Lecture : en 2019, 82 293 AT dans la Construction, soit 33 par millions d’heures rémunérées et 65,8 mortels par milliards d’heures rémunérées.
Au niveau de l’Union européenne...
… la France arrive première par le nombre d’accidents mortels au travail : 3,53 pour 100 000 salariés contre une moyenne européenne de 1,74. Le travail dans les pays comparables est beaucoup moins meurtrier (7 fois moins pour les pays-Bas !) Le taux est en Italie 2,1, Espagne 1,78, Danemark 1,43, Belgique 1,27, Allemagne 0,79, Suède 0,72, Pays-Bas 0,48 (6).
Si ce taux est rapporté au poids des activités « à risque » dans chaque pays, la France arrive deuxième derrière le Luxembourg (7).

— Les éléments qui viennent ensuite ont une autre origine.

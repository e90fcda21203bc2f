//! On-disk framing for one redo record: a 4-byte length, a CRC32 of the
//! payload, then the payload itself (`serde_json`-encoded [`RedoRecord`]).
//!
//! Records are logical, not physical: there is no `page_id`/`offset` framing
//! here, since a [`fathom_common::RedoOp`] already names the index and key it
//! applies to (§4.10).

use crc32fast::Hasher;
use fathom_common::RedoRecord;

pub const FRAME_HEADER_LEN: usize = 4 + 4;

pub fn encode_record(record: &RedoRecord) -> serde_json::Result<Vec<u8>> {
    let payload = serde_json::to_vec(record)?;
    let crc = compute_crc(&payload);
    let mut frame = Vec::with_capacity(FRAME_HEADER_LEN + payload.len());
    frame.extend_from_slice(&(payload.len() as u32).to_le_bytes());
    frame.extend_from_slice(&crc.to_le_bytes());
    frame.extend_from_slice(&payload);
    Ok(frame)
}

pub fn decode_payload(payload: &[u8]) -> serde_json::Result<RedoRecord> {
    serde_json::from_slice(payload)
}

pub fn compute_crc(payload: &[u8]) -> u32 {
    let mut hasher = Hasher::new();
    hasher.update(payload);
    hasher.finalize()
}

#[cfg(test)]
mod tests {
    use super::*;
    use fathom_common::RedoOp;

    #[test]
    fn roundtrip_frame() {
        let record = RedoRecord {
            lsn: 7,
            op: RedoOp::TxnEnter { txn_id: 3 },
        };
        let frame = encode_record(&record).unwrap();
        let len = u32::from_le_bytes(frame[0..4].try_into().unwrap()) as usize;
        let crc = u32::from_le_bytes(frame[4..8].try_into().unwrap());
        let payload = &frame[FRAME_HEADER_LEN..FRAME_HEADER_LEN + len];
        assert_eq!(crc, compute_crc(payload));
        assert_eq!(decode_payload(payload).unwrap(), record);
    }
}
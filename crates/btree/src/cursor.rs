//! Positioned, lock-coupled traversal of a [`Tree`] (§4.6).
//!
//! A cursor's frame stack always has the leaf at the top and the root at
//! the bottom. Latches are acquired only for the duration of the micro-step
//! that needs them — between calls a cursor holds no latches at all, only
//! pins (via the node cache's ref-counted `make_unevictable`) that keep its
//! frame chain from being evicted out from under it.
//!
//! Splits are propagated synchronously within [`Cursor::store`] rather than
//! left as a pending descriptor for some later traversal to finish: because
//! the cursor already holds the full ancestor chain, it can walk straight
//! back up and insert the new separator there and then, and every other
//! cursor bound to the split leaf is relocated in the same call (see
//! `migrate_across_split` / `relocate_leaf_after_split` below). No stored
//! page is ever left mid-split across cursor calls, so there is no pending
//! per-node split descriptor to track or to hand to a concurrent reader.

use std::sync::Arc;

use fathom_common::{Error, PageId, Result};
use fathom_pagestore::{CacheState, Node};

use crate::frag;
use crate::node::{self, InsertOutcome};
use crate::tree::{CursorSlot, Tree};

struct Frame {
    node: Arc<Node>,
    /// Leaf position (possibly negative/not-found) or, for internal frames,
    /// the non-negative child index last descended through.
    pos: i64,
    /// Present only on the leaf (topmost) frame; registers this cursor's
    /// position with the tree so concurrent inserts/deletes can fix it up.
    slot: Option<Arc<CursorSlot>>,
}

enum Seek<'a> {
    First,
    Last,
    Key(&'a [u8]),
}

pub struct Cursor {
    tree: Arc<Tree>,
    frames: Vec<Frame>,
}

De tels chiffres devraient inquiéter les employeurs qui peinent à trouver des candidats à l’embauche et un gouvernement qui veut mettre le travail à l’honneur. Le président Macron flattait hier le dévouement des travailleurs de première ligne qui permettaient à l’économie de tenir pendant la pandémie, quoi qu’il (leur) en coûte. Ce n’est plus d’actualité quand il s’agit de payer la note : rigueur financière oblige sobriété. Macron sarkophagé reprend le discours du « travailler plus pour gagner plus » et de « l’immigration choisie ».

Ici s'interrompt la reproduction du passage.